President Francois Hollande has warned the Commission not to
tell France how to modernise its frail economy but his finance
minister Pierre Moscovici still sought to reassure Brussels, a
day after presenting the French budget for 2014.
"France has made a huge effort to restore its public
finances, and this draft budget law is characterised by
responsibility and prudent policy making," Olli Rehn, the EU's
economic and monetary affairs commissioner told a joint news
conference with Moscovici, waving a copy of the French budget.
Rehn made no mention of Hollande's pension reform plans,
which do not raise the country's retirement age as the
Commission has demanded. Germany also wants to see the euro
zone's second largest economy address overspending.

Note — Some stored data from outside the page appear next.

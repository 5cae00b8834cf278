//! Per-key mutual exclusion with a bounded wait.
//!
//! Holding the guard for a key excludes every other holder of the same key.
//! Distinct keys never wait on each other; the shared table is only locked
//! long enough to mark a key held or released.

use crate::error::{StageError, StageResult};
use std::{
    collections::HashSet,
    sync::{Condvar, Mutex},
    time::{Duration, Instant},
};

#[derive(Debug)]
pub struct KeyedLocks {
    held:     Mutex<HashSet<String>>,
    released: Condvar,
    timeout:  Duration,
}

impl KeyedLocks {
    pub fn new(timeout: Duration) -> Self {
        Self {
            held:     Mutex::new(HashSet::new()),
            released: Condvar::new(),
            timeout,
        }
    }

    /// Block until `key` is free, then hold it until the guard drops.
    /// Fails with `StoreUnavailable` once the timeout elapses.
    pub fn acquire(&self, key: &str) -> StageResult<KeyGuard<'_>> {
        let deadline = Instant::now() + self.timeout;
        let mut held = self
            .held
            .lock()
            .map_err(|_| StageError::unavailable("key lock table poisoned"))?;

        while held.contains(key) {
            let remaining = deadline.saturating_duration_since(Instant::now());
            if remaining.is_zero() {
                log::warn!("locks: timed out after {:?} waiting for {key}", self.timeout);
                return Err(StageError::unavailable(format!(
                    "timed out waiting for lock on {key}"
                )));
            }
            let (next, _) = self
                .released
                .wait_timeout(held, remaining)
                .map_err(|_| StageError::unavailable("key lock table poisoned"))?;
            held = next;
        }

        held.insert(key.to_string());
        Ok(KeyGuard { locks: self, key: key.to_string() })
    }

    pub fn held_count(&self) -> usize {
        self.held.lock().map(|h| h.len()).unwrap_or(0)
    }
}

pub struct KeyGuard<'a> {
    locks: &'a KeyedLocks,
    key:   String,
}

impl Drop for KeyGuard<'_> {
    fn drop(&mut self) {
        let mut held = self.locks.held.lock().unwrap_or_else(|p| p.into_inner());
        held.remove(&self.key);
        drop(held);
        self.locks.released.notify_all();
    }
}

Brussels says Paris is not taking radical enough action to
combat rising labour costs, a falling share of international
export markets and an industrial decline, threatening a shock to
its economy that would resonate through the 17-nation euro zone.
France's economic well-being is central to the health of the
currency area, but the country's pride in its status as a
leading member of the European Union means it resists taking
advice from EU institutions.
The pension reform, among the most closely watched measures
undertaken by Hollande since he took office in May 2012, aims to
fill a hole in the pension system that could reach almost 21
billion euros ($28 billion) by 2020.
Though Hollande's reform will lengthen the number of years
worked, it does not change the legal retirement age of 62 years
for a full pension, which is one of the lowest in Europe.

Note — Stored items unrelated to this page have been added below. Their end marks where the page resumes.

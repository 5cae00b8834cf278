//! Caller-facing operations, transport agnostic.
//!
//! Every operation resolves the caller through the identity provider it is
//! handed, then delegates to the state machine or the withdrawal query.
//! Response bodies are plain serde structs; a transport layer serializes them.

use crate::{
    clock::{Clock, SystemClock},
    config::ServiceConfig,
    error::{StageError, StageResult},
    identity::IdentityProvider,
    state_machine::SubscriptionMachine,
    store::{MemoryStore, SubscriptionStore, WithdrawalStore},
    types::{Amount, Stage, WithdrawalId},
    withdrawal::{WithdrawalQuery, WithdrawalRecord, WithdrawalStatus},
};
use chrono::{DateTime, Utc};
use serde::{Deserialize, Serialize};
use std::sync::Arc;

#[derive(Debug, Clone, PartialEq, Eq, Serialize, Deserialize)]
pub struct UploadResponse {
    pub status:        String,
    pub current_stage: Stage,
    pub check_back:    String,
}

#[derive(Debug, Clone, Copy, PartialEq, Eq, Serialize, Deserialize)]
#[serde(rename_all = "snake_case")]
pub enum CompletionStatus {
    Advanced,
    AllStagesCompleted,
}

#[derive(Debug, Clone, PartialEq, Eq, Serialize, Deserialize)]
pub struct CompleteResponse {
    pub status:        CompletionStatus,
    pub current_stage: Stage,
    #[serde(default, skip_serializing_if = "Option::is_none")]
    pub next_stage_amount: Option<Amount>,
}

#[derive(Debug, Clone, Copy, PartialEq, Eq, Serialize, Deserialize)]
pub struct StatusResponse {
    pub current_stage: Stage,
    pub is_processing: bool,
    pub is_completed:  bool,
}

#[derive(Debug, Clone, Copy, PartialEq, Eq, Serialize, Deserialize)]
pub struct QualificationResponse {
    pub qualified: bool,
}

#[derive(Debug, Clone, PartialEq, Eq, Serialize, Deserialize)]
pub struct WithdrawalView {
    pub id:         WithdrawalId,
    pub amount:     Amount,
    pub status:     WithdrawalStatus,
    pub created_at: DateTime<Utc>,
}

impl From<WithdrawalRecord> for WithdrawalView {
    fn from(w: WithdrawalRecord) -> Self {
        Self {
            id:         w.id,
            amount:     w.amount,
            status:     w.status,
            created_at: w.created_at,
        }
    }
}

/// Body returned for any rejected or failed request.
#[derive(Debug, Clone, PartialEq, Eq, Serialize, Deserialize)]
pub struct ErrorResponse {
    pub error:     String,
    pub code:      String,
    pub retryable: bool,
}

impl From<&StageError> for ErrorResponse {
    fn from(err: &StageError) -> Self {
        Self {
            error:     err.to_string(),
            code:      err.code().to_string(),
            retryable: err.is_retryable(),
        }
    }
}

pub struct AccountService {
    machine:     SubscriptionMachine,
    withdrawals: WithdrawalQuery,
    check_back:  String,
}

impl AccountService {
    pub fn new(machine: SubscriptionMachine, withdrawals: WithdrawalQuery, check_back: String) -> Self {
        Self { machine, withdrawals, check_back }
    }

    /// Build a fully wired service over one backing store.
    pub fn build<S>(config: &ServiceConfig, store: Arc<S>, clock: Arc<dyn Clock>) -> Self
    where
        S: SubscriptionStore + WithdrawalStore + 'static,
    {
        let subscriptions: Arc<dyn SubscriptionStore> = store.clone();
        let withdrawals: Arc<dyn WithdrawalStore> = store;
        Self::new(
            SubscriptionMachine::new(
                subscriptions,
                config.catalog.clone(),
                clock,
                config.lock_timeout(),
            ),
            WithdrawalQuery::new(withdrawals),
            config.check_back_message.clone(),
        )
    }

    /// Service over a fresh in-memory store with test config.
    pub fn build_test() -> (Self, Arc<MemoryStore>) {
        let store = Arc::new(MemoryStore::new());
        let service = Self::build(
            &ServiceConfig::default_test(),
            Arc::clone(&store),
            Arc::new(SystemClock),
        );
        (service, store)
    }

    pub fn machine(&self) -> &SubscriptionMachine {
        &self.machine
    }

    // ── Subscription ──────────────────────────────────────────────

    pub fn upload_receipt(
        &self,
        caller: &dyn IdentityProvider,
        receipt: Option<Vec<u8>>,
    ) -> StageResult<UploadResponse> {
        let user_id = caller.current_user_id()?;
        let outcome = self.machine.upload_receipt(&user_id, receipt)?;
        Ok(UploadResponse {
            status:        "processing".to_string(),
            current_stage: outcome.stage,
            check_back:    self.check_back.clone(),
        })
    }

    pub fn complete_stage(&self, caller: &dyn IdentityProvider) -> StageResult<CompleteResponse> {
        let user_id = caller.current_user_id()?;
        let outcome = self.machine.complete_stage(&user_id)?;
        let status = if outcome.all_stages_completed() {
            CompletionStatus::AllStagesCompleted
        } else {
            CompletionStatus::Advanced
        };
        Ok(CompleteResponse {
            status,
            current_stage: outcome.stage,
            next_stage_amount: outcome.next_stage_amount,
        })
    }

    pub fn status(&self, caller: &dyn IdentityProvider) -> StageResult<StatusResponse> {
        let user_id = caller.current_user_id()?;
        let status = self.machine.status(&user_id)?;
        Ok(StatusResponse {
            current_stage: status.stage,
            is_processing: status.is_processing,
            is_completed:  status.is_completed,
        })
    }

    pub fn qualification(&self, caller: &dyn IdentityProvider) -> StageResult<QualificationResponse> {
        let user_id = caller.current_user_id()?;
        Ok(QualificationResponse {
            qualified: self.machine.is_qualified(&user_id)?,
        })
    }

    // ── Withdrawals ───────────────────────────────────────────────

    pub fn pending_withdrawals(
        &self,
        caller: &dyn IdentityProvider,
    ) -> StageResult<Vec<WithdrawalView>> {
        let user_id = caller.current_user_id()?;
        Ok(self
            .withdrawals
            .pending_for(&user_id)?
            .into_iter()
            .map(WithdrawalView::from)
            .collect())
    }
}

In the shadow of the pension reform, Moscovici presented
France's 2014 budget to parliament on Wednesday. He plans 15
billion euros in savings to reach a deficit of 3.6 percent of
economic output, which should allow Paris to bring the budget
deficit to below the EU's 3 percent ceiling in 2015.

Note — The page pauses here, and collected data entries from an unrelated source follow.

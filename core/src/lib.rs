//! stagepay-core: staged subscription workflow backed by a durable record store.

pub mod catalog;
pub mod clock;
pub mod config;
pub mod error;
pub mod identity;
pub mod locks;
pub mod service;
pub mod state_machine;
pub mod store;
pub mod subscription;
pub mod types;
pub mod withdrawal;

Under EU rules, sharpened at the peak of the debt crisis in
late 2011, euro zone countries can face fines if they fail to
meet deficit targets and risk damaging investor confidence.
Moscovici was also keen to convince Rehn, who has new powers
to check countries' budgets, that France's planned budget
savings and economic forecasts are in line with its commitments.
He also sought to play down any suggestion that France would
not respect the Commission's new monitoring powers.
"Europe does not pose a constraint. Europe is not a problem.
In France, Europe is a solution," Moscovici said.
In one of the most far-reaching responses to the region's
debt crisis, euro zone countries must submit their draft 2014
budgets to the Commission by October 15. They will then be
scrutinized for any shortcomings, including unrealistic revenue
projections or insufficient spending cuts.